Herten/Herne.  . Es steht schon viele Jahre im Feiertagsgesetz des Landes, dass auch Ostersonntag und Pfingstsonntag, eigentlich hohe kirchliche Feiertage, gesetzlich keine Feiertage sondern nur normale Sonntage sind. Die Tarifparteien im öffentlichen Nahverkehr nahmen das bei der Regelung von Sonn- und Feiertagszuschlägen 2001 in den neuen Tarifvertrag Nahverkehr (TVN) mit 25% für Sonntage und 135% für gesetzliche Feiertage auch differenzierend auf, doch den meisten Nahverkehrsunternehmen in Deutschland fiel das nicht auf. Und so zahlte auch die in Herten ansässige Vestische bei Diensten an Oster- und Pfingstsonntagen jahrelang einen Feiertagszuschlag in Höhe von 135%.

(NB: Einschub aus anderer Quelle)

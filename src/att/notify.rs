//! Inbound Notification/Indication handling (spec.md §4.2 "Notify / Indicate (inbound)").
//!
//! This server is itself the peer receiving `Handle Value Notification`/`Indication` PDUs (eg.
//! when acting as a GATT client's transport), not the one emitting them, so this module only
//! covers delivering an inbound payload to a registered application sink, plus replying with a
//! Confirmation for indications.

use super::Handle;

/// Opaque identifier of the connection a notification/indication arrived on.
///
/// L2CAP connection management is out of scope (§1); this core treats the handle as an opaque
/// token supplied by the caller.
pub type ConnectionHandle = u16;

/// A process-wide callback receiving inbound notifications and indications.
///
/// Returns `0` to accept, nonzero to abort the handler — for an Indicate, a nonzero return also
/// suppresses the Confirmation PDU (spec.md §4.2).
pub type NotificationSink = Box<dyn Fn(ConnectionHandle, Handle, &[u8]) -> u8 + Send>;

/// Dispatches an inbound Notify/Indicate payload to `sink`, if one is registered.
///
/// Returns whether the caller should proceed to emit a Confirmation (always `false` for
/// Notify; for Indicate, `true` unless the sink aborted).
pub fn deliver(
    sink: Option<&NotificationSink>,
    conn: ConnectionHandle,
    handle: Handle,
    payload: &[u8],
    is_indication: bool,
) -> bool {
    let aborted = match sink {
        Some(sink) => sink(conn, handle, payload) != 0,
        None => false,
    };

    is_indication && !aborted
}

#[cfg(test)]
mod tests {
    use super::*;
    use std::sync::atomic::{AtomicU8, Ordering};

    #[test]
    fn notify_never_confirms() {
        assert!(!deliver(None, 1, Handle::from_raw(5), b"x", false));
    }

    #[test]
    fn indicate_confirms_unless_sink_aborts() {
        let sink: NotificationSink = Box::new(|_, _, _| 0);
        assert!(deliver(Some(&sink), 1, Handle::from_raw(5), b"x", true));

        let sink: NotificationSink = Box::new(|_, _, _| 1);
        assert!(!deliver(Some(&sink), 1, Handle::from_raw(5), b"x", true));
    }

    #[test]
    fn sink_receives_payload() {
        static SEEN: AtomicU8 = AtomicU8::new(0);
        let sink: NotificationSink = Box::new(|_, _, payload| {
            SEEN.store(payload[0], Ordering::SeqCst);
            0
        });
        deliver(Some(&sink), 1, Handle::from_raw(5), &[42], false);
        assert_eq!(SEEN.load(Ordering::SeqCst), 42);
    }
}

Vielleicht „eine unbewusste Regelungslücke oder auch möglicherweise ein aufhebungsbedürftiger Tarifvertrag,“ wie Arbeitsrichter Dr. Oelmüller jetzt an seinem letzten Arbeitstag in Herne dazu feststellte.

Busfahrer erhebt Klage

Dort klagt der von Verdi-Justiziar Schubert vertretene Busfahrer H. auf Beibehaltung dieser Zuschlagsregelung aufgrund „betrieblicher Übung“. Immerhin sind das an beiden Sonntagen 17,38 Stunden, die ein Zubrot von rund 100 Euro pro Schicht bescheren. Rechtsanwalt Olaf Funke, der mehrere Fälle dieser Art betreut, spricht aber keineswegs von Zufall beim Abschluss des TVN. Der sei sowieso ein für die Beschäftigten „schmerzhafter Sanierungstarifvertrag“ gewesen, wobei auch die neue Differenzierung bei Sonn- und Feiertagszuschlägen ein Sparfaktor sei. „Die Masse macht’s“, konterte der Anwalt auf den Einwand, dass es sich gerade mal um die Zuschlagshöhe an zwei Tagen im Jahr handele.

Da wegen der Bedeutung dieser Frage eine Einigung nicht möglich war, muss das Arbeitsgericht jetzt in Kammerbesetzung entscheiden.